Dear Google: What exactly can you do with my content?

The doughnut is mine. Right?Pink Sherbet Photography / Foter

Dear Google,

I never read your terms of service (TOS) until Google Drive came out.

A lot of writers had a lot to say about Drive and the TOS:

  1. Rafe Needleman says, “… the problem is that Google’s one-size-fits-all-services terms of service agreement is too vague. Legally, it does leave Google with an unreasonable amount of leeway regarding user files.”
  2. The AP says, “…the worries are probably unfounded” and that “…the everyday occurrences such as someone watching a video or pulling up a text file at an Internet cafe requires Google to retain permission to ‘publicly perform’ or ‘publicly display’ such content” on FirstPost.
  3. Cult of Mac goes to the extreme, saying the TOS gives “Google a license to use all of your stored documents and photos for pretty much whatever it likes.”
  4. Zack Whittaker says, “there’s no definitive boundary that keeps Google from using what it likes from what you upload to its service.”
  5. The Verge unfavorably compares Drive’s policy to Skydrive’s and Dropbox’s.
  6. Artstechnica says it’s more about being careful with your privacy settings on files uploaded to Drive.

For reference, here is a portion of what I bet are the most famous TOS ever written:

Some of our Services allow you to submit content. You retain ownership of any intellectual property rights that you hold in that content. In short, what belongs to you stays yours.

When you upload or otherwise submit content to our Services, you give Google (and those we work with) a worldwide license to use, host, store, reproduce, modify, create derivative works (such as those resulting from translations, adaptations or other changes we make so that your content works better with our Services), communicate, publish, publicly perform, publicly display and distribute such content. The rights you grant in this license are for the limited purpose of operating, promoting, and improving our Services, and to develop new ones.

It seems to me the TOS apply to all Google services, not just Drive, so whatever problems are being highlighted now have been problems all along, if they are problems at all.

Google, is there a problem here?

First, you tell me I keep “intellectual property rights” to content I dump into your services. All right. Nice.

But then you tell me that you get a “worldwide license” to my content for a “limited purpose of operating, promoting, and improving our Services, and to develop new ones.”

What?

I’m not sure what you mean by content. So let’s be cautious, and define “content” as broadly as possible: anything that I put on any Google service.

So e-mails, text messages on Google voice, spreadsheets uploaded to or made in Google Docs, photos in Picasa, comments on Blogger, and even that weird video of a banana and robot costume I dropped onto YouTube … all of that is content. You, Google, can use it with that “limited worldwide license.”

But how limited is “limited”? Who defines the “limited purpose”? Is my last e-mail to my mom going to show up in a commercial on YouTube made by Google’s marketing team?

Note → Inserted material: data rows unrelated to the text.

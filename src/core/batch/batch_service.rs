// Batch service - runs the moderation workflow over every row of a sheet.
//
// Per-row failures are isolated: a row that errors gets its status cell set
// to "Error" and the batch moves on. Only file-level problems (unreadable
// input, missing required column) abort the run.

use super::batch_models::{SampleSheet, SampleSheetStore, SheetError};
use crate::core::moderation::{ModerationApi, ModerationService, SampleStatus};
use std::path::{Path, PathBuf};
use thiserror::Error;

/// Header of the input column holding the text to moderate. The sheets this
/// tool processes have always used the French label.
pub const REQUIRED_COLUMN: &str = "Données à tester";

pub const REJECTION_RATE_COLUMN: &str = "Taux de rejet (%)";
pub const CATEGORY_COLUMN: &str = "Catégorie";
pub const STATUS_COLUMN: &str = "Status";

/// Fixed output location, overwritten on every run.
pub const OUTPUT_FILE: &str = "SyntheticDataResult.xlsx";

// ============================================================================
// ERRORS
// ============================================================================

#[derive(Debug, Error)]
pub enum BatchError {
    #[error("required column '{header}' is missing from the input file")]
    MissingColumn { header: String },

    #[error("sheet error: {0}")]
    Sheet(#[from] SheetError),
}

// ============================================================================
// CORE SERVICE
// ============================================================================

/// What a finished batch run looked like.
#[derive(Debug, Clone, PartialEq)]
pub struct BatchSummary {
    pub total: usize,
    pub succeeded: usize,
    pub failed: usize,
    pub output_path: PathBuf,
}

/// Batch runner: one moderation cycle per row, results written into three
/// appended columns.
pub struct BatchService<M: ModerationApi, S: SampleSheetStore> {
    moderation: ModerationService<M>,
    store: S,
    output_path: PathBuf,
}

impl<M: ModerationApi, S: SampleSheetStore> BatchService<M, S> {
    pub fn new(moderation: ModerationService<M>, store: S) -> Self {
        Self::with_output_path(moderation, store, PathBuf::from(OUTPUT_FILE))
    }

    pub fn with_output_path(
        moderation: ModerationService<M>,
        store: S,
        output_path: PathBuf,
    ) -> Self {
        Self {
            moderation,
            store,
            output_path,
        }
    }

    /// Process every row of the input file and save the augmented sheet.
    ///
    /// The required-column check happens before any row is submitted, so a
    /// malformed file never costs an API call.
    pub async fn run(&self, input: &Path) -> Result<BatchSummary, BatchError> {
        let mut sheet = self.store.load(input)?;

        let text_col =
            sheet
                .column_index(REQUIRED_COLUMN)
                .ok_or_else(|| BatchError::MissingColumn {
                    header: REQUIRED_COLUMN.to_string(),
                })?;

        let rate_col = sheet.push_column(REJECTION_RATE_COLUMN, "0");
        let category_col = sheet.push_column(CATEGORY_COLUMN, "");
        let status_col = sheet.push_column(STATUS_COLUMN, "");

        let total = sheet.rows.len();
        let mut succeeded = 0;

        for index in 0..total {
            let text = sheet.rows[index][text_col].clone();
            tracing::info!(row = index + 1, total, "processing row");

            match self.moderation.moderate_and_interpret(&text).await {
                Ok(outcome) => {
                    let row = &mut sheet.rows[index];
                    row[rate_col] = outcome.rejection_percentage.to_string();
                    row[category_col] = outcome.category;
                    row[status_col] = outcome.status.to_string();
                    succeeded += 1;
                }
                Err(err) => {
                    // Rate and category cells keep their defaults.
                    tracing::warn!(row = index, "error processing row: {err}");
                    sheet.rows[index][status_col] = SampleStatus::Error.to_string();
                }
            }
        }

        self.store.save(&sheet, &self.output_path)?;
        tracing::info!(path = %self.output_path.display(), "results saved");

        Ok(BatchSummary {
            total,
            succeeded,
            failed: total - succeeded,
            output_path: self.output_path.clone(),
        })
    }
}

// ============================================================================
// TESTS
// ============================================================================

Will you even tell me it’s used? What portions are used? Why they are used? Will I be compensated? Will I have a say? Will be I identified if they’re used?

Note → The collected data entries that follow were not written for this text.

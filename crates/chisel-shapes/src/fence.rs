//! Post-and-rail fence.

use chisel_mesh::{Mesh, merge_grouped, merge_transformed};
use chisel_mesh::primitives::box_mesh;
use glam::{Mat4, Vec2, Vec3};
use serde::{Deserialize, Serialize};

/// Parameters for [`fence`].
#[derive(Debug, Clone, Copy, Serialize, Deserialize)]
pub struct FenceConfig {
    /// Number of posts (minimum 2).
    pub posts: u32,
    /// Distance between neighboring post centers along X.
    pub post_spacing: f32,
    /// Post cross-section (X by Z).
    pub post_section: Vec2,
    /// Post height.
    pub post_height: f32,
    /// Number of horizontal rails.
    pub rails: u32,
    /// Rail cross-section (Y by Z).
    pub rail_section: Vec2,
}

impl Default for FenceConfig {
    fn default() -> Self {
        Self {
            posts: 4,
            post_spacing: 1.5,
            post_section: Vec2::new(0.12, 0.12),
            post_height: 1.2,
            rails: 2,
            rail_section: Vec2::new(0.08, 0.04),
        }
    }
}

/// A straight run of fence along +X, starting at the origin: evenly spaced
/// posts with continuous rails spanning the full run.
///
/// Rails are spread evenly over the post height. Material groups: posts are
/// material 0, rails material 1.
pub fn fence(config: &FenceConfig) -> Mesh {
    let posts = config.posts.max(2);
    let rails = config.rails.max(1);
    let length = (posts - 1) as f32 * config.post_spacing;

    let post = box_mesh(Vec3::new(
        config.post_section.x,
        config.post_height,
        config.post_section.y,
    ));
    let post_parts: Vec<(&Mesh, Mat4)> = (0..posts)
        .map(|i| {
            let center = Vec3::new(
                i as f32 * config.post_spacing,
                config.post_height * 0.5,
                0.0,
            );
            (&post, Mat4::from_translation(center))
        })
        .collect();
    let post_run = merge_transformed(&post_parts);

    let rail = box_mesh(Vec3::new(
        length + config.post_section.x,
        config.rail_section.x,
        config.rail_section.y,
    ));
    let rail_parts: Vec<(&Mesh, Mat4)> = (0..rails)
        .map(|i| {
            let y = config.post_height * (i + 1) as f32 / (rails + 1) as f32;
            (&rail, Mat4::from_translation(Vec3::new(length * 0.5, y, 0.0)))
        })
        .collect();
    let rail_run = merge_transformed(&rail_parts);

    merge_grouped(&[(&post_run, 0), (&rail_run, 1)])
}

#[cfg(test)]
mod tests {
    use super::*;

    #[test]
    fn test_fence_groups() {
        let config = FenceConfig {
            posts: 5,
            rails: 3,
            ..Default::default()
        };
        let mesh = fence(&config);
        assert_eq!(mesh.groups.len(), 2);
        assert_eq!(mesh.groups[0].material, 0);
        assert_eq!(mesh.groups[1].material, 1);
        assert_eq!(mesh.groups[0].count, 5 * 12 * 3);
        assert_eq!(mesh.groups[1].count, 3 * 12 * 3);
        let covered: usize = mesh.groups.iter().map(|g| g.count).sum();
        assert_eq!(covered, mesh.indices.len());
    }

    #[test]
    fn test_fence_run_length() {
        let config = FenceConfig::default();
        let mesh = fence(&config);
        let length = (config.posts - 1) as f32 * config.post_spacing;
        let (min, max) = mesh.bounds().unwrap();
        assert!((min.x + config.post_section.x * 0.5).abs() < 1e-5);
        assert!((max.x - length - config.post_section.x * 0.5).abs() < 1e-4);
        assert!(min.y.abs() < 1e-5);
        assert!((max.y - config.post_height).abs() < 1e-5);
    }

    #[test]
    fn test_fence_rails_between_ground_and_top() {
        let config = FenceConfig {
            rails: 2,
            ..Default::default()
        };
        let mesh = fence(&config);
        let rail_range = &mesh.groups[1];
        let start = rail_range.start;
        let rail_indices = &mesh.indices[start..start + rail_range.count];
        for &idx in rail_indices {
            let y = mesh.positions[idx as usize].y;
            assert!(y > 0.1 && y < config.post_height - 0.1, "rail y {y}");
        }
    }
}
//! Arched headstone slab.

use chisel_curve::QuadBezier;
use chisel_mesh::{Mesh, extrude};
use glam::Vec2;
use serde::{Deserialize, Serialize};

/// Parameters for [`headstone`].
#[derive(Debug, Clone, Copy, Serialize, Deserialize)]
pub struct HeadstoneConfig {
    /// Full width along X.
    pub width: f32,
    /// Height from the ground to the apex of the arch.
    pub height: f32,
    /// Height of the arched portion; the straight sides end at
    /// `height - arch_height`.
    pub arch_height: f32,
    /// Slab thickness along Z.
    pub depth: f32,
    /// Outline samples along the arch curve.
    pub arch_samples: u32,
}

impl Default for HeadstoneConfig {
    fn default() -> Self {
        Self {
            width: 0.8,
            height: 1.1,
            arch_height: 0.3,
            depth: 0.12,
            arch_samples: 12,
        }
    }
}

/// A headstone slab: rectangular base, round top sampled from a quadratic
/// Bézier, extruded to `depth` and standing on the XZ plane.
pub fn headstone(config: &HeadstoneConfig) -> Mesh {
    let half = config.width * 0.5;
    let arch = config.arch_height.clamp(0.0, config.height);
    let shoulder = config.height - arch;

    // Control point chosen so the curve's apex lands exactly at `height`.
    let top = QuadBezier::new(
        Vec2::new(half, shoulder),
        Vec2::new(0.0, config.height + arch),
        Vec2::new(-half, shoulder),
    );

    let mut outline = vec![Vec2::new(half, 0.0)];
    outline.extend(top.flatten(config.arch_samples.max(2)));
    outline.push(Vec2::new(-half, 0.0));

    match extrude(&outline, &[], config.depth) {
        Ok(mesh) => mesh,
        Err(error) => {
            log::warn!("headstone outline failed to extrude: {error}");
            Mesh::new()
        }
    }
}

I’m assuming a loose “no” to all of the above. I understand that machines scan the stuff I upload to Google. That all my words and pictures and videos and searches get dumped into a pit that swirls around and makes a digital picture of me. Yet my identity somehow gets anonymized. That digital me figures out what ads to put in my Gmail. It influences my search results.

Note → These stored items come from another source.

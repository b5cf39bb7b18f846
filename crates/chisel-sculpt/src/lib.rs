//! Sculpting brushes: falloff-weighted vertex displacement operators.
//!
//! Every brush touches only vertices strictly inside the stroke radius and
//! mutates the mesh's position buffer in place; vertices at or beyond the
//! radius are left bit-identical. Brushes never touch normals — callers
//! re-run [`Mesh::recompute_normals`](chisel_mesh::Mesh::recompute_normals)
//! once sculpting is done.
//!
//! Randomized operations ([`noise`], [`scatter_along_axis`]) take the RNG as
//! an argument so tests and reproducible pipelines can pass a seeded
//! generator.
//!
//! # Example
//!
//! ```
//! use chisel_ease::Falloff;
//! use chisel_mesh::primitives::uv_sphere;
//! use chisel_sculpt::{Stroke, displace};
//! use glam::Vec3;
//!
//! let mut mesh = uv_sphere(1.0, 16, 8);
//! let stroke = Stroke {
//!     center: Vec3::Y,
//!     radius: 0.5,
//!     strength: 0.2,
//!     falloff: Falloff::Smoothstep,
//! };
//! displace(&mut mesh, &stroke, Vec3::Y);
//! mesh.recompute_normals();
//! ```

mod brush;
mod scatter;

pub use brush::{Stroke, displace, flatten, noise, smooth, spike, twist};
pub use scatter::scatter_along_axis;
//! Incremental mesh assembly.

use crate::Mesh;
use glam::{Vec2, Vec3};

/// Default normal for vertices added without one.
const DEFAULT_NORMAL: Vec3 = Vec3::Y;
/// Default UV for vertices added without one.
const DEFAULT_UV: Vec2 = Vec2::ZERO;

/// Builds an indexed mesh one vertex and face at a time.
///
/// Vertices may be added with or without normals/UVs; if any vertex carries
/// a channel, [`build`](MeshBuilder::build) fills the missing entries with
/// defaults (`(0, 1, 0)` normal, `(0, 0)` UV) so the channel arrays stay
/// parallel to positions. Face methods do not validate indices — passing an
/// out-of-range index is caller error and surfaces later as a panic when
/// the mesh is consumed.
///
/// # Example
///
/// ```
/// use chisel_mesh::MeshBuilder;
/// use glam::Vec3;
///
/// let mut builder = MeshBuilder::new();
/// let a = builder.add_vertex(Vec3::ZERO);
/// let b = builder.add_vertex(Vec3::X);
/// let c = builder.add_vertex(Vec3::Z);
/// builder.triangle(a, b, c);
/// builder.calculate_normals();
/// let mesh = builder.build();
/// assert_eq!(mesh.triangle_count(), 1);
/// ```
#[derive(Debug, Default)]
pub struct MeshBuilder {
    positions: Vec<Vec3>,
    normals: Vec<Option<Vec3>>,
    uvs: Vec<Option<Vec2>>,
    indices: Vec<u32>,
    any_normal: bool,
    any_uv: bool,
}

impl MeshBuilder {
    pub fn new() -> Self {
        Self::default()
    }

    /// Adds a position-only vertex and returns its index.
    pub fn add_vertex(&mut self, position: Vec3) -> u32 {
        let index = self.positions.len() as u32;
        self.positions.push(position);
        self.normals.push(None);
        self.uvs.push(None);
        index
    }

    /// Adds a vertex with a normal and UV.
    pub fn add_vertex_full(&mut self, position: Vec3, normal: Vec3, uv: Vec2) -> u32 {
        let index = self.add_vertex(position);
        self.normals[index as usize] = Some(normal);
        self.uvs[index as usize] = Some(uv);
        self.any_normal = true;
        self.any_uv = true;
        index
    }

    /// Adds a single triangle.
    pub fn triangle(&mut self, i0: u32, i1: u32, i2: u32) {
        self.indices.extend_from_slice(&[i0, i1, i2]);
    }

    /// Adds a quad as two triangles split along the 0-2 diagonal.
    ///
    /// Corners are expected in winding order (counter-clockwise seen from
    /// the visible side).
    pub fn quad(&mut self, i0: u32, i1: u32, i2: u32, i3: u32) {
        self.triangle(i0, i1, i2);
        self.triangle(i0, i2, i3);
    }

    /// Adds a quad as four triangles around an averaged center vertex and
    /// returns the center's index.
    ///
    /// Smoother than [`quad`](MeshBuilder::quad) when the four corners are
    /// not coplanar, at the cost of one extra vertex.
    pub fn subdivided_quad(&mut self, i0: u32, i1: u32, i2: u32, i3: u32) -> u32 {
        let corners = [i0, i1, i2, i3].map(|i| i as usize);

        let center_pos =
            corners.iter().map(|&i| self.positions[i]).sum::<Vec3>() / 4.0;
        let center = self.add_vertex(center_pos);

        if self.any_normal {
            let sum: Vec3 = corners
                .iter()
                .map(|&i| self.normals[i].unwrap_or(DEFAULT_NORMAL))
                .sum();
            self.normals[center as usize] = Some(sum.normalize_or(DEFAULT_NORMAL));
        }
        if self.any_uv {
            let sum: Vec2 = corners
                .iter()
                .map(|&i| self.uvs[i].unwrap_or(DEFAULT_UV))
                .sum();
            self.uvs[center as usize] = Some(sum / 4.0);
        }

        self.triangle(i0, i1, center);
        self.triangle(i1, i2, center);
        self.triangle(i2, i3, center);
        self.triangle(i3, i0, center);
        center
    }

    /// Overwrites all vertex normals with smooth normals computed from the
    /// faces added so far.
    ///
    /// Unnormalized face normals (edge cross products) accumulate per
    /// vertex, then each sum is normalized — area-weighted smoothing.
    pub fn calculate_normals(&mut self) {
        let mut accum = vec![Vec3::ZERO; self.positions.len()];
        for tri in self.indices.chunks_exact(3) {
            let (i0, i1, i2) = (tri[0] as usize, tri[1] as usize, tri[2] as usize);
            let a = self.positions[i0];
            let face = (self.positions[i1] - a).cross(self.positions[i2] - a);
            accum[i0] += face;
            accum[i1] += face;
            accum[i2] += face;
        }
        for (slot, sum) in self.normals.iter_mut().zip(accum) {
            *slot = Some(sum.normalize_or(DEFAULT_NORMAL));
        }
        self.any_normal = true;
    }

    /// Current number of vertices.
    pub fn vertex_count(&self) -> usize {
        self.positions.len()
    }

    /// Finishes the mesh.
    ///
    /// Channels are emitted only if at least one vertex carried them;
    /// missing entries are default-filled.
    pub fn build(self) -> Mesh {
        let normals = if self.any_normal {
            self.normals
                .into_iter()
                .map(|n| n.unwrap_or(DEFAULT_NORMAL))
                .collect()
        } else {
            Vec::new()
        };
        let uvs = if self.any_uv {
            self.uvs
                .into_iter()
                .map(|uv| uv.unwrap_or(DEFAULT_UV))
                .collect()
        } else {
            Vec::new()
        };

        Mesh {
            positions: self.positions,
            normals,
            uvs,
            indices: self.indices,
            groups: Vec::new(),
        }
    }
}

But surely I don’t have to worry about … I mean, it would just be ridiculous …

It’s crazy to think Google would do this: appropriate my “content” and do what it wanted with it, in a way that shares my content in a manner that I did not agree to, in a way that connects me to the content whether I want to be connected or not.

Surely, Google, you would not do that. Who would ever use your services if you did?